California's Stanford University played a major role over the decades in developing the San Francisco Bay area into a global center for technical innovation.

Clott hopes the school, founded in 1874 where the East River meets Long Island Sound, can do the same for New York, given the many high-tech startups in Manhattan and Brooklyn.

"I am the ultimate connector," said Clott, who teaches global business and transportation. "This could be huge."

He said the idea was born when Finnish company EEX (Entrepreneurship Exchange) came to SUNY in spring 2017 looking to set up a startup accelerator for new shipping technology.

In October 2017, Clott and fellow SUNY engineering professor Richard Burke co-founded the New York Maritime Innovation Center for startups and venture capitalists focused on maritime digital technology.

Within days, they held a reverse pitch event at the school to inform developers of the shipping industry's needs.

Eight months later, they held a breakout session on connecting maritime tech developments at a Marine Money event in New York and a Maritime Startup Showcase that had 10 firms show their business models.

It has also attended several other maritime shipping events in the US and Europe, including the Connecticut Maritime Association's 2018 Shipping Conference in Stamford, Connecticut.

Since then, several startup accelerators have come out of the woodwork, including US firms SeaAhead, Braid Theory and Ocean Exchange, Startup Wharf in London and Hamburg's Tec Pier.

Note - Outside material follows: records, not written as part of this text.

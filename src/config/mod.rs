//! Configuration management subsystem.
//!
//! # Data Flow
//! ```text
//! config file (TOML)
//!     → loader.rs (parse & deserialize, environment overrides)
//!     → validation.rs (semantic checks)
//!     → MirrorConfig (validated, immutable)
//!     → shared via Arc to the server and resolvers
//! ```
//!
//! # Design Decisions
//! - Config is immutable once loaded; changes require a restart
//! - All fields have defaults so the proxy runs with no config file
//! - Validation separates syntactic (serde) from semantic checks and
//!   reports every violation at once

pub mod loader;
pub mod schema;
pub mod validation;

pub use loader::{default_config, load_config, ConfigError};
pub use schema::MirrorConfig;
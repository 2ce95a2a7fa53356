//! Structured logging setup.

use tracing_subscriber::{layer::SubscriberExt, util::SubscriberInitExt, EnvFilter};

/// Initialize the tracing subscriber. `RUST_LOG` wins over the configured
/// default filter.
pub fn init(default_filter: &str) {
    tracing_subscriber::registry()
        .with(EnvFilter::try_from_default_env().unwrap_or_else(|_| default_filter.into()))
        .with(tracing_subscriber::fmt::layer())
        .init();
}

"People are finding us," Clott said.

The fledgling innovation center, which now consists of Clott and a student worker, is seeking backing from major shipping names to pay for operational expenses and, perhaps one day, meeting space near New York's Grand Central Terminal.

The school has provided some initial funding but the center will need buy-in from outside entities for it to last into the future, he said. It costs about $100,000 a year to run.

"We're operating on a shoestring budget for now," he said.